Il semble nerveux. Il se replie sur lui et se met à fixer la balancelle à son tour. La clef est la patience mais il est encore trop jeune pour le comprendre. Je sais que mon Aaron est encore en vie. Je peux le sentir, l’Amérique ne m’a pas encore pris mon mari.

« -Lilly ?
-Oui mon chéri ?
-Il ne reviendra pas. »

Je peux voir la tristesse le remplir. Il est tellement jeune, peut-être treize ans, il ne peut pas comprendre ce que je sens. Je sens la vie. Je ne le sens pas parce que je suis vieille et que le temps amène la sagesse, j’ai seulement trente ans ; je le sens parce que lorsque deux âmes sœurs se trouvent, elles créent ce lien qui permet de tout savoir. Et je sais que mon Aaron va rentrer, peu importe ce que ce garçon dit.

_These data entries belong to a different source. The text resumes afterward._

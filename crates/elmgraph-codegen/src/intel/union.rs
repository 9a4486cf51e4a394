//! Fragmented composites: union construction and catch-all synthesis.

use elmgraph_core::query::{ItemId, QueryOutputItem, TypeRef};

use super::assemble::Assembler;
use super::error::{IntelError, Result};
use super::ir::{DecodeItem, ItemInfo, ItemKind, find_item, find_item_mut};
use super::signature::json_fields_signature;

/// Decoder for a catch-all member of an interface fragmentation: the
/// payload may be any value, nothing is extracted.
const SUCCEED_DECODER: &str = "Json.Decode.succeed";

/// Decoder for a catch-all member of an inline fragmentation: the
/// payload must at least be a well-formed object.
const EMPTY_OBJECT_DECODER: &str = "ElmGraph.Decode.emptyObject";

impl Assembler<'_> {
    /// Build the union item for a fragmented composite output.
    ///
    /// The fragment members are already classified (they are deeper in
    /// the tree); this validates that their shapes are distinguishable,
    /// mints the union type, synthesizes a catch-all member when the
    /// fragments do not cover every schema-possible concrete type, and
    /// assigns constructor names to every member.
    pub(super) fn add_union_item(
        &mut self,
        query_item: &QueryOutputItem,
        info: ItemInfo,
        ty: &TypeRef,
    ) -> Result<DecodeItem> {
        self.check_union_child_signatures(&info.children)?;

        let prefix = if query_item.is_fragmented_on { "On" } else { "" };
        let base = format!("{prefix}{}", ty.name());
        let type_name = self.new_union_type(&base, &info.children)?;

        let mut item = DecodeItem {
            info,
            kind: if query_item.is_fragmented_on {
                ItemKind::UnionOn
            } else {
                ItemKind::Union
            },
            decoder: self.new_decoder_name(&type_name),
            type_name,
            union_constructor: String::new(),
        };

        if !query_item.has_all_possible_fragment_types {
            let order = self.max_child_order(&item.info.children)? + 0.5;
            let other = DecodeItem {
                info: ItemInfo {
                    id: self.next_decode_id(),
                    order,
                    ..ItemInfo::default()
                },
                kind: ItemKind::Empty,
                type_name: format!("Other{}", ty.name()),
                decoder: if query_item.is_fragmented_on {
                    SUCCEED_DECODER.to_string()
                } else {
                    EMPTY_OBJECT_DECODER.to_string()
                },
                union_constructor: String::new(),
            };
            item.info.children.push(other.info.id);
            self.decode.items.push(other);
        }

        self.set_union_constructor_names(&item)?;

        Ok(item)
    }

    /// Every fragment member must have a distinct JSON shape, or
    /// response data cannot be attributed to one of them.
    fn check_union_child_signatures(&self, children: &[ItemId]) -> Result<()> {
        let mut seen: Vec<String> = Vec::with_capacity(children.len());
        for &id in children {
            let child = find_item(&self.decode.items, id)?;
            let signature = json_fields_signature(child, &self.decode.items)?;
            if seen.contains(&signature) {
                return Err(IntelError::AmbiguousUnionSignature(signature));
            }
            seen.push(signature);
        }
        Ok(())
    }

    /// Union type over the members' generated types, deduplicated by
    /// the member list.
    fn new_union_type(&mut self, base: &str, children: &[ItemId]) -> Result<String> {
        let mut member_types = Vec::with_capacity(children.len());
        for &id in children {
            member_types.push(find_item(&self.decode.items, id)?.type_name.clone());
        }
        let signature = format!("{base}: {}", member_types.join(", "));
        Ok(self
            .types_by_signature
            .obtain_or_create(&signature, &mut self.names, |names| names.type_name(base)))
    }

    fn max_child_order(&self, children: &[ItemId]) -> Result<f64> {
        let mut max = 0.0_f64;
        for &id in children {
            let child = find_item(&self.decode.items, id)?;
            if child.info.order > max {
                max = child.info.order;
            }
        }
        Ok(max)
    }

    /// Constructor names for every member, keyed by the (union, member)
    /// type pair so a type appearing in several unions gets one
    /// constructor per union.
    fn set_union_constructor_names(&mut self, item: &DecodeItem) -> Result<()> {
        for &id in &item.info.children {
            let member_type = find_item(&self.decode.items, id)?.type_name.clone();
            let key = format!("{} On{}", item.type_name, member_type);
            let constructor =
                self.types_by_signature
                    .obtain_or_create(&key, &mut self.names, |names| {
                        names.constructor_name(&format!("On{member_type}"))
                    });
            find_item_mut(&mut self.decode.items, id)?.union_constructor = constructor;
        }
        Ok(())
    }
}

La nuit est tombée et il frissonne. Je l’amène à l’intérieur, lui donne une couverture et l’installe dans le fauteuil. Ses yeux bleus n’arrêtent pas de me fixer. Il a le même regard qu’Aaron lorsqu’il est anxieux. Je m’assois face à lui, prend une tasse de thé et attend qu’il prononce les mots retenus au fond de sa gorge.

« -Lilly ? Il ne reviendra pas Lilly.
-Pourquoi dis-tu cela ? Tu dois avoir la foi.
-Qui suis-je ?
-Tu es un jeune garçon anxieux qui n’a pas la foi.
-Quel âge as-tu ?
-Tu ne sais donc pas que c’est une question qu’on ne pose pas aux dames ?
-Ça va aller Lilly, on l’a fait hier et le jour d’avant et le jour encore d’avant. Qui suis-je ? »

Ce garçon pose des questions étranges. Je vu ce comportement sur le champ de bataille, l’anxiété fait paniquer les humains et parfois les rend confus. Le pire c’est le stress post-traumatique... Soit il finit par partir, soit il brise l’homme, lui faisant revivre encore et encore le même événement. La nuit est tombée et je frissonne. J’observe les volutes de fumée s’échapper de ma tasse, dessiner des rêves.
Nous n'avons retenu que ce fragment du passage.